┌──

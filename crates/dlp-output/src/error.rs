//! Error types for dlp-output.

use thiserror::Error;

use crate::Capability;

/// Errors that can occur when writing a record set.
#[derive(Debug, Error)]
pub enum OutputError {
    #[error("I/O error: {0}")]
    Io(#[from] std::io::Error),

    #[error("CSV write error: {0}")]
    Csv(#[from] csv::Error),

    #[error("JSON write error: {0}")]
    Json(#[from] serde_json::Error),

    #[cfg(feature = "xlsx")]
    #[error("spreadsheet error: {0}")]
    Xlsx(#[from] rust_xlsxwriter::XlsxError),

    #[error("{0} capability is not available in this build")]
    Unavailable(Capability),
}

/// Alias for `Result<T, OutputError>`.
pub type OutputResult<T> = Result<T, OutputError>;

└──

* **Directions for this task**
All of the records need to be returned exactly as they are.

* **Final answer**
filename crates/dlp-output/src/error.rs
//! Error types for dlp-output.

use thiserror::Error;

use crate::Capability;

/// Errors that can occur when writing a record set.
#[derive(Debug, Error)]
pub enum OutputError {
    #[error("I/O error: {0}")]
    Io(#[from] std::io::Error),

    #[error("CSV write error: {0}")]
    Csv(#[from] csv::Error),

    #[error("JSON write error: {0}")]
    Json(#[from] serde_json::Error),

    #[cfg(feature = "xlsx")]
    #[error("spreadsheet error: {0}")]
    Xlsx(#[from] rust_xlsxwriter::XlsxError),

    #[error("{0} capability is not available in this build")]
    Unavailable(Capability),
}

/// Alias for `Result<T, OutputError>`.
pub type OutputResult<T> = Result<T, OutputError>;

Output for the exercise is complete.